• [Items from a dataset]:
..............................
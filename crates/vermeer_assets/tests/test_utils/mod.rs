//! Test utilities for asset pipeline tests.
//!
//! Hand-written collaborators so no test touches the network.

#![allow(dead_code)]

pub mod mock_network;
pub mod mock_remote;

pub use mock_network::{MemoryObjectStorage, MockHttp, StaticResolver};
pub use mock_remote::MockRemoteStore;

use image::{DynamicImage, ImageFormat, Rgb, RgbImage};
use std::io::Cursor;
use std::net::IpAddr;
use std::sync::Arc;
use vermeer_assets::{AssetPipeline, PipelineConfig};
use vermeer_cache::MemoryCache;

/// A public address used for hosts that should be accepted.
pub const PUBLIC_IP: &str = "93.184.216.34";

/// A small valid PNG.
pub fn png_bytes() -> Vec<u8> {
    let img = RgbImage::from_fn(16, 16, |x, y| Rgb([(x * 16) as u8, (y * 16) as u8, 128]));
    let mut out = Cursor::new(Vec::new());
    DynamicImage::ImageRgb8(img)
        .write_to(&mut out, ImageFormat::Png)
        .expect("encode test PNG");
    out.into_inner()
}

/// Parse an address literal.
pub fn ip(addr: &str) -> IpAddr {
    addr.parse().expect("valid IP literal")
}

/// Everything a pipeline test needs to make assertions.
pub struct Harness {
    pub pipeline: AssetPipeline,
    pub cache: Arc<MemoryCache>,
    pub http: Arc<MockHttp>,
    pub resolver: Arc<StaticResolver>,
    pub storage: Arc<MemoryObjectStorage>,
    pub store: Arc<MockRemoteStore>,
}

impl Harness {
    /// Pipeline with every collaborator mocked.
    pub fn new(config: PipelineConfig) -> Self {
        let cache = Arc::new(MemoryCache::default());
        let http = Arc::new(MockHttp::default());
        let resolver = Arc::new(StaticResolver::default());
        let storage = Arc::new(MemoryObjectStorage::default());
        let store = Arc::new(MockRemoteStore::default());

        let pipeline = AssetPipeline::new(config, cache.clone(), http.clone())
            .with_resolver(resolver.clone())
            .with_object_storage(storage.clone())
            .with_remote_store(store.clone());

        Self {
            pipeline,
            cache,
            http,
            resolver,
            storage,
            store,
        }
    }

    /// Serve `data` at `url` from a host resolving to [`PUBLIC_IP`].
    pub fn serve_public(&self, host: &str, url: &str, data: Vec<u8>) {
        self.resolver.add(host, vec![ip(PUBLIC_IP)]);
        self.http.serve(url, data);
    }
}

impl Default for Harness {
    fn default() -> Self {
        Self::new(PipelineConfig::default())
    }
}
..............................
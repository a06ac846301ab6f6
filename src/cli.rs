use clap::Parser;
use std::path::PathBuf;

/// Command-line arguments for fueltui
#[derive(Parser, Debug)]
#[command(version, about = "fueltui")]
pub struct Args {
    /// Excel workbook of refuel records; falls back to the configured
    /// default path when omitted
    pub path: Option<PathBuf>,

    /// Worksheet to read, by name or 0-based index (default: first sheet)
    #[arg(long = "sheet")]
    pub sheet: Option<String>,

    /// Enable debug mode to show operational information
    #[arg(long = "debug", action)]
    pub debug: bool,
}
..............................
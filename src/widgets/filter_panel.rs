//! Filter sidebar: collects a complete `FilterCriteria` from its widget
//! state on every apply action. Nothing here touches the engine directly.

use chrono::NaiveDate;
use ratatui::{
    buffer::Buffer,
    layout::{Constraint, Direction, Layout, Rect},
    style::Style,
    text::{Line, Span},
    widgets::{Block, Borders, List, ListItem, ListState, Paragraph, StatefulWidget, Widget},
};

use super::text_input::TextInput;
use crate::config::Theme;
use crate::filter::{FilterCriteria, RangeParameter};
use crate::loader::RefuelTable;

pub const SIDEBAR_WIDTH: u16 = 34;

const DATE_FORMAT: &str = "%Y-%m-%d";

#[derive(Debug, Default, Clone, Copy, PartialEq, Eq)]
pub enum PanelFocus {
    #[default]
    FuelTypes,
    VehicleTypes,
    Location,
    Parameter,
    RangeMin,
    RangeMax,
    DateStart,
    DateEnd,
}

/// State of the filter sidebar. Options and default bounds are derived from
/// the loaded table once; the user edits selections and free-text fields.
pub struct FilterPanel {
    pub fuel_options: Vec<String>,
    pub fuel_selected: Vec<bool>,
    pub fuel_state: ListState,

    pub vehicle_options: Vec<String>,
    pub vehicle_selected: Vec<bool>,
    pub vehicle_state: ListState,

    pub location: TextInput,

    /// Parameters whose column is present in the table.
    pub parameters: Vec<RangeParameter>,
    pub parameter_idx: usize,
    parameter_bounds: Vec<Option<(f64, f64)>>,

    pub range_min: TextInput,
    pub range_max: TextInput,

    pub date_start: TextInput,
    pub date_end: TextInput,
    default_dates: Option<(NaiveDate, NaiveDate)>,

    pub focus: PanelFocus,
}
..............................
• [ASSIGNED TASK]: Filter the entries and copy each line with "MockHttp".

• [SOLUTION]:
pub use mock_network::{MemoryObjectStorage, MockHttp, StaticResolver};
    pub http: Arc<MockHttp>,
        let http = Arc::new(MockHttp::default());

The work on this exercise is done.